**Exercise goal:** Go through the material and copy each line in which the word "Deserialize" shows up.

**Source records:**
//! Persistence for the two shelf records
//!
//! The shelf (an ordered list of absolute paths) and the window geometry
//! live in two separate JSON files so that corruption in one can never
//! take the other down with it. Loads degrade to defaults; saves replace
//! the whole record atomically (temp file + rename) so a reader never
//! observes a half-written file.

use serde::{Deserialize, Serialize};
use std::path::{Path, PathBuf};
use thiserror::Error;

#[derive(Error, Debug)]
pub enum StoreError {
    #[error("io error: {0}")]
    Io(#[from] std::io::Error),
    #[error("json error: {0}")]
    Json(#[from] serde_json::Error),
}

pub type Result<T> = std::result::Result<T, StoreError>;

const SHELF_FILE: &str = "shelf.json";
const GEOMETRY_FILE: &str = "window.json";

/// Outer window placement, written once at shutdown.
#[derive(Serialize, Deserialize, Debug, Clone, Copy, PartialEq)]
pub struct WindowGeometry {
    pub left: f32,
    pub top: f32,
    pub width: f32,
    pub height: f32,
}

/// File-backed store for the shelf record and the window geometry record.
pub struct ShelfStore {
    dir: PathBuf,
}

impl ShelfStore {
    /// Store rooted at the user's config directory.
    pub fn new() -> Self {
        let dir = directories::ProjectDirs::from("", "", "fileshelf")
            .map(|p| p.config_dir().to_path_buf())
            .unwrap_or_else(|| std::env::temp_dir().join("fileshelf"));
        Self { dir }
    }

    /// Store rooted at an explicit directory (tests, portable installs).
    pub fn at(dir: impl Into<PathBuf>) -> Self {
        Self { dir: dir.into() }
    }

    fn shelf_path(&self) -> PathBuf {
        self.dir.join(SHELF_FILE)
    }

    fn geometry_path(&self) -> PathBuf {
        self.dir.join(GEOMETRY_FILE)
    }

    /// Read the persisted shelf. Absent or unparsable records load as an
    /// empty shelf; a parse failure is logged, never escalated.
    pub fn load_shelf(&self) -> Vec<PathBuf> {
        let path = self.shelf_path();
        let json = match std::fs::read_to_string(&path) {
            Ok(s) => s,
            Err(_) => return Vec::new(),
        };
        match serde_json::from_str(&json) {
            Ok(paths) => paths,
            Err(e) => {
                eprintln!("[fileshelf] shelf record unreadable, starting empty: {}", e);
                Vec::new()
            }
        }
    }

    /// Replace the persisted shelf with `paths`.
    pub fn save_shelf(&self, paths: &[PathBuf]) -> Result<()> {
        let json = serde_json::to_string_pretty(paths)?;
        self.write_record(&self.shelf_path(), &json)
    }

    /// Read the persisted window geometry, if any.
    pub fn load_geometry(&self) -> Option<WindowGeometry> {
        let json = std::fs::read_to_string(self.geometry_path()).ok()?;
        match serde_json::from_str(&json) {
            Ok(g) => Some(g),
            Err(e) => {
                eprintln!("[fileshelf] geometry record unreadable, ignoring: {}", e);
                None
            }
        }
    }

    /// Replace the persisted window geometry.
    pub fn save_geometry(&self, geometry: &WindowGeometry) -> Result<()> {
        let json = serde_json::to_string_pretty(geometry)?;
        self.write_record(&self.geometry_path(), &json)
    }

    /// Whole-record replace: write to a sibling temp file, then rename over
    /// the target. Rename is atomic on the same filesystem, so readers see
    /// either the old record or the new one, never a partial write.
    fn write_record(&self, path: &Path, contents: &str) -> Result<()> {
        std::fs::create_dir_all(&self.dir)?;
        let tmp = path.with_extension("json.tmp");
        std::fs::write(&tmp, contents)?;
        std::fs::rename(&tmp, path)?;
        Ok(())
    }
}

impl Default for ShelfStore {
    fn default() -> Self {
        Self::new()
    }
}

#[cfg(test)]
mod tests {
    use super::*;

    fn scratch_store(tag: &str) -> (ShelfStore, PathBuf) {
        let dir = std::env::temp_dir().join(format!(
            "fileshelf_store_{}_{}",
            tag,
            std::process::id()
        ));
        let _ = std::fs::remove_dir_all(&dir);
        (ShelfStore::at(&dir), dir)
    }

    #[test]
    fn shelf_round_trips_in_order() {
        let (store, dir) = scratch_store("roundtrip");
        let paths = vec![
            PathBuf::from("/tmp/b.txt"),
            PathBuf::from("/tmp/a.txt"),
            PathBuf::from("/tmp/c.png"),
        ];
        store.save_shelf(&paths).unwrap();
        assert_eq!(store.load_shelf(), paths);
        let _ = std::fs::remove_dir_all(dir);
    }

    #[test]
    fn absent_record_loads_empty() {
        let (store, dir) = scratch_store("absent");
        assert!(store.load_shelf().is_empty());
        assert!(store.load_geometry().is_none());
        let _ = std::fs::remove_dir_all(dir);
    }

    #[test]
    fn corrupt_shelf_loads_empty() {
        let (store, dir) = scratch_store("corrupt");
        std::fs::create_dir_all(&dir).unwrap();
        std::fs::write(dir.join(SHELF_FILE), "{not json").unwrap();
        assert!(store.load_shelf().is_empty());
        let _ = std::fs::remove_dir_all(dir);
    }

    #[test]
    fn save_replaces_whole_record() {
        let (store, dir) = scratch_store("replace");
        store.save_shelf(&[PathBuf::from("/tmp/a"), PathBuf::from("/tmp/b")]).unwrap();
        store.save_shelf(&[PathBuf::from("/tmp/b")]).unwrap();
        assert_eq!(store.load_shelf(), vec![PathBuf::from("/tmp/b")]);
        // no temp file left behind
        assert!(!dir.join("shelf.json.tmp").exists());
        let _ = std::fs::remove_dir_all(dir);
    }

    #[test]
    fn geometry_round_trips() {
        let (store, dir) = scratch_store("geometry");
        let g = WindowGeometry { left: 60.0, top: 40.0, width: 320.0, height: 480.0 };
        store.save_geometry(&g).unwrap();
        assert_eq!(store.load_geometry(), Some(g));
        let _ = std::fs::remove_dir_all(dir);
    }

    #[test]
    fn corrupt_geometry_loads_none() {
        let (store, dir) = scratch_store("badgeo");
        std::fs::create_dir_all(&dir).unwrap();
        std::fs::write(dir.join(GEOMETRY_FILE), "[1, 2, 3]").unwrap();
        assert!(store.load_geometry().is_none());
        let _ = std::fs::remove_dir_all(dir);
    }

    #[test]
    fn records_are_independent() {
        let (store, dir) = scratch_store("independent");
        std::fs::create_dir_all(&dir).unwrap();
        std::fs::write(dir.join(SHELF_FILE), "garbage").unwrap();
        let g = WindowGeometry { left: 0.0, top: 0.0, width: 100.0, height: 100.0 };
        store.save_geometry(&g).unwrap();
        assert!(store.load_shelf().is_empty());
        assert_eq!(store.load_geometry(), Some(g));
        let _ = std::fs::remove_dir_all(dir);
    }
}
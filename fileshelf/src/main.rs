//! fileshelf — a floating panel of pinned file shortcuts
//!
//! Drop files on the window to pin them; drag within the list to reorder;
//! drag an entry out of the list to remove it; double-click to open.

mod app;

use app::ShelfApp;
use eframe::NativeOptions;
use shelfcore::ShelfStore;

fn main() -> eframe::Result<()> {
    let store = ShelfStore::new();

    let mut viewport = egui::ViewportBuilder::default()
        .with_inner_size([300.0, 420.0])
        .with_min_inner_size([220.0, 160.0])
        .with_title("fileshelf");

    // restore last session's placement; absent or corrupt geometry just
    // means the window manager picks
    if let Some(g) = store.load_geometry() {
        viewport = viewport
            .with_position(egui::pos2(g.left, g.top))
            .with_inner_size([g.width, g.height]);
    }

    let options = NativeOptions {
        viewport,
        ..Default::default()
    };

    eframe::run_native(
        "fileshelf",
        options,
        Box::new(|cc| {
            shelfcore::ShelfTheme::default().apply(&cc.egui_ctx);
            Box::new(ShelfApp::new(cc))
        }),
    )
}
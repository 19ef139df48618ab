use unicode_width::UnicodeWidthStr;

/// Display width of a string, accounting for CJK double-width, emoji, etc.
pub(crate) fn display_width(s: &str) -> usize {
    UnicodeWidthStr::width(s)
}

/// Right-pad `s` with spaces to at least `width` display columns.
/// Longer strings are returned whole.
pub(crate) fn pad_right(s: &str, width: usize) -> String {
    let sw = display_width(s);
    if sw >= width {
        s.to_string()
    } else {
        format!("{}{}", s, " ".repeat(width - sw))
    }
}
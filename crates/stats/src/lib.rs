//! `prodsent-stats`: sentiment aggregation engine.
//!
//! Pure engine crate: receives loaded products, classifies them into
//! immutable records and answers statistical queries over the finished
//! collection (extremal sentiment, ranked word frequency).
//! No CLI or IO dependencies.

pub mod classifier;
pub mod config;
pub mod engine;
pub mod enrich;
pub mod error;
pub mod extremal;
pub mod lexicon;
pub mod model;
pub mod words;

pub use classifier::Classifier;
pub use config::StatsConfig;
pub use engine::{RunContext, Statistics};
pub use enrich::{enrich, ClassificationFailure, Enrichment};
pub use error::{ClassifyError, StatsError};
pub use lexicon::LexiconClassifier;
pub use model::{Classification, Label, Product, Record, SkippedRow, StatsReport, WordCount};
pub use words::{FrequencyTable, StopWords, TextSource};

**Output:**
use serde::{Deserialize, Serialize};
#[derive(Serialize, Deserialize, Debug, Clone, Copy, PartialEq)]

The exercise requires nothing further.